8. Uluslararası Sosyal Bilimler Sempozyumu, Balıkesir, Türkiye, 4 - 07 Eylül 2025, ss.280-281, (Özet Bildiri)
Bu çalışma, Karl Jaspers'in suçluluk (Schuld) ve sorumluluk (Verantwortung) anlayışını, varoluşçu felsefesi ile siyasi etik arasında köprü kuran yeni bir yorumsal çerçeve geliştirerek incelemektedir. Çoğu çalışma Jaspers'in erken dönem ve savaş sonrası çalışmalarını ayrı ayrı ele alırken, bu çalışma onun sorumluluk kavramının yapısal bir süreklilik oluşturduğunu savunmaktadır: varoluşsal otantiklikten, akla dayalı karar vermeye ve nihayetinde politik sorumluluğa.
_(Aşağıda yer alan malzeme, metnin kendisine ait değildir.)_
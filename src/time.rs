//! Time formatter for S3 listings.
use chrono::{DateTime, Utc};
use serde::{Deserialize, Deserializer, Serialize};

/// wrap of `chrono::Utc`
#[derive(Debug, Clone, Copy, PartialEq, PartialOrd, Serialize, Deserialize)]
pub struct UtcTime(DateTime<Utc>);

impl UtcTime {
    #[inline]
    pub fn new(datetime: DateTime<Utc>) -> Self {
        Self(datetime)
    }

    /// parse an RFC 3339 timestamp such as `2023-09-10T08:26:43.296Z`.
    pub fn parse(text: &str) -> Option<Self> {
        DateTime::parse_from_rfc3339(text.trim())
            .ok()
            .map(|t| Self::new(t.with_timezone(&Utc)))
    }

    /// format date to ISO8601, like`2023-09-10T08:26:43.296Z`
    #[inline]
    pub fn format_time(&self) -> String {
        self.0.format("%Y-%m-%dT%H:%M:%S%.3fZ").to_string()
    }

    #[inline]
    pub fn timestamp(&self) -> i64 {
        self.0.timestamp()
    }
}

impl From<DateTime<Utc>> for UtcTime {
    fn from(datetime: DateTime<Utc>) -> Self {
        Self::new(datetime)
    }
}

/// `LastModified` is diagnostic only, so an unparsable value becomes `None`
/// instead of failing the whole page.
pub fn deserialize_lenient<'de, D>(deserializer: D) -> Result<Option<UtcTime>, D::Error>
where
    D: Deserializer<'de>,
{
    let value = Option::<String>::deserialize(deserializer)?;
    Ok(value.as_deref().and_then(UtcTime::parse))
}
Öncelikle Philosophie (1932), Die Schuldfrage (1946) ve Vernunft und Existenz (1955) kitaplarından yola çıkan makale, sorumluluğun nasıl bölümlere ayrılmış bir kavram değil, insan özgürlüğü ve iletişimsel eyleme dayanan birleşik bir ahlaki duruş olduğunu göstermektedir. Analiz, bir sınır durumu olarak suçluluğun fenomenolojik derinliğini vurgulamakta ve siyasi ve metafizik biçimlere doğru evriminin izini sürmektedir. Jaspers'in etiğinin güncel geçerliliğinin altını çizmek için çalışma, bu sürekliliği iklim değişikliği ve dijital ortamlarda kamusal söylemin erozyona uğraması gibi güncel küresel krizlere uyguluyor. Bunu yaparken, Jaspers'in sistemik suç ortaklığı, ahlaki uyanış ve demokratik yenilenmeyi ele almak için zengin bir felsefi kelime dağarcığı sunduğunu gösteriyor. Bu yeniden yorumlama, Jaspers'i zamanımızın etiği için eleştirel bir ses olarak konumlandırıyor ve sorumluluğu tepkisel bir yargıdan ziyade devam eden varoluşsal bir pratik olarak görmeye çağırıyor.
This study examines Karl Jaspers’ conception of guilt (Schuld) and responsibility (Verantwortung) by developing a novel interpretative framework that bridges his existential philosophy and political ethics. While most scholarship treats Jaspers’ early and postwar works in isolation, this study argues that his notion of responsibility forms a structured continuum: from existential authenticity, to decision-making grounded in reason, and ultimately to political responsibility. Drawing primarily from Philosophie (1932), Die Schuldfrage (1946), and Vernunft und Existenz (1955), the article demonstrates how responsibility is not a compartmentalized concept, but a unified moral stance rooted in human freedom and communicative action. The analysis highlights the phenomenological depth of guilt as a boundary situation and traces its evolution into political and metaphysical forms. To underscore the contemporary relevance of Jaspers’ ethics, the study applies this continuum to current global crises, including climate change and the erosion of public discourse in digital environments. In doing so, it shows that Jaspers offers a rich philosophical vocabulary to address systemic complicity, moral awakening, and democratic renewal. This reinterpretation positions Jaspers as a critical voice for the ethics of our time, calling for responsibility as an ongoing existential practice rather than a reactive judgment.